States have begun certifying their results from the Nov. 3 presidential election in the run-up to the Electoral College meeting in mid-December.
Among the states certifying on Monday was Michigan, where President Donald Trump and his allies tried and failed to delay the process. The vote by a bipartisan state canvassing board in Michigan comes days after certification in Georgia, another hotly contested presidential battleground. Both states and their 16 electoral votes went to Biden.
A total of 16 states have so far certified their results, awarding President-elect Joe Biden 54 of his 306 Electoral College votes and Trump 73 of his 232 votes. Florida is the only one of the four most populous states to certify. Deadlines are early next month for the others: California, Texas and New York.
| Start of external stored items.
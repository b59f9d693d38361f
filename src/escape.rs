// This Source Code Form is subject to the terms of the Mozilla Public
// License, v. 2.0. If a copy of the MPL was not distributed with this
// file, You can obtain one at http://mozilla.org/MPL/2.0/.

//! The escape-time kernel.  Iterates `z = z * z + c` from the origin
//! and reports how many steps it takes the orbit to leave the circle
//! of radius 2, or that it never left within the iteration cap.

use num::Complex;

/// The squared bailout radius.  A point whose orbit passes magnitude 2
/// is guaranteed to diverge, and squaring both sides of the comparison
/// saves a square root per step.
const BAILOUT_NORM_SQR: f64 = 4.0;

/// The outcome of iterating a single point.
#[derive(Copy, Clone, Debug, PartialEq, Eq)]
pub enum Escape {
    /// The orbit passed the bailout radius after this many steps
    /// (0-indexed: an immediate escape is `Escaped(0)`).
    Escaped(usize),
    /// The orbit stayed bounded through the whole iteration cap; the
    /// point is treated as interior to the set.
    Bounded,
}

impl Escape {
    /// The raw iteration count, with `limit` itself standing in for
    /// "never escaped".  This is the counts-buffer encoding for
    /// callers that defer color resolution.
    pub fn count(self, limit: usize) -> usize {
        match self {
            Escape::Escaped(n) => n,
            Escape::Bounded => limit,
        }
    }

    /// The palette slot for this outcome.  The palette has `limit`
    /// entries, so bounded points (and any count at the cap) clamp to
    /// the last one.
    pub fn palette_index(self, limit: usize) -> usize {
        match self {
            Escape::Escaped(n) => n.min(limit - 1),
            Escape::Bounded => limit - 1,
        }
    }
}

/// Iterate `c` for up to `limit` steps, checking the bailout after
/// every step.  Deterministic, allocation-free, and safe to call from
/// any number of threads at once.
pub fn escape_time(c: Complex<f64>, limit: usize) -> Escape {
    let mut z = Complex::new(0.0_f64, 0.0_f64);
    for i in 0..limit {
        z = z * z + c;
        if z.norm_sqr() > BAILOUT_NORM_SQR {
            return Escape::Escaped(i);
        }
    }
    Escape::Bounded
}

#[cfg(test)]
mod tests {
    use super::*;

    #[test]
    fn origin_never_escapes() {
        for limit in &[1, 10, 1000] {
            assert_eq!(escape_time(Complex::new(0.0, 0.0), *limit), Escape::Bounded);
        }
    }

    #[test]
    fn far_point_escapes_immediately() {
        assert_eq!(escape_time(Complex::new(3.0, 0.0), 1), Escape::Escaped(0));
        assert_eq!(escape_time(Complex::new(3.0, 0.0), 500), Escape::Escaped(0));
    }

    #[test]
    fn real_axis_boundary_stays_bounded() {
        // z jumps from -2 to 2 and then sits there; norm_sqr is
        // exactly 4, which does not pass the strict bailout.
        assert_eq!(escape_time(Complex::new(-2.0, 0.0), 10), Escape::Bounded);
    }

    #[test]
    fn kernel_is_deterministic() {
        let c = Complex::new(-0.75, 0.1);
        let first = escape_time(c, 100);
        assert_eq!(first, Escape::Escaped(32));
        for _ in 0..10 {
            assert_eq!(escape_time(c, 100), first);
        }
    }

    #[test]
    fn near_boundary_point_escapes_late() {
        assert_eq!(escape_time(Complex::new(-1.0, 0.3), 200), Escape::Escaped(34));
    }

    #[test]
    fn count_uses_the_cap_as_sentinel() {
        assert_eq!(Escape::Escaped(7).count(100), 7);
        assert_eq!(Escape::Bounded.count(100), 100);
    }

    #[test]
    fn palette_index_clamps_to_the_last_entry() {
        assert_eq!(Escape::Escaped(7).palette_index(100), 7);
        assert_eq!(Escape::Escaped(99).palette_index(100), 99);
        assert_eq!(Escape::Bounded.palette_index(100), 99);
    }
}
All states must certify before the Electoral College meets on Dec. 14, and any challenge to the results must be resolved by Dec. 8.
Minnesota, Nevada, New Mexico and the District of Columbia, all won by Biden, are scheduled to certify on Tuesday, along with Indiana and North Carolina, which went to Trump.
Vote certification at the local and state level is typically a ministerial task that gets little notice, occurring after local election officials have conducted audits to ensure their vote tallies are accurate.
That changed this year with Trump’s refusal to concede and his unprecedented attempts to overturn the results of the election through a fusillade of legal challenges and attempts to manipulate the certification process in battleground states he lost.
Biden won by wide margins in both the Electoral College and popular vote, where he received nearly 80 million votes, a record.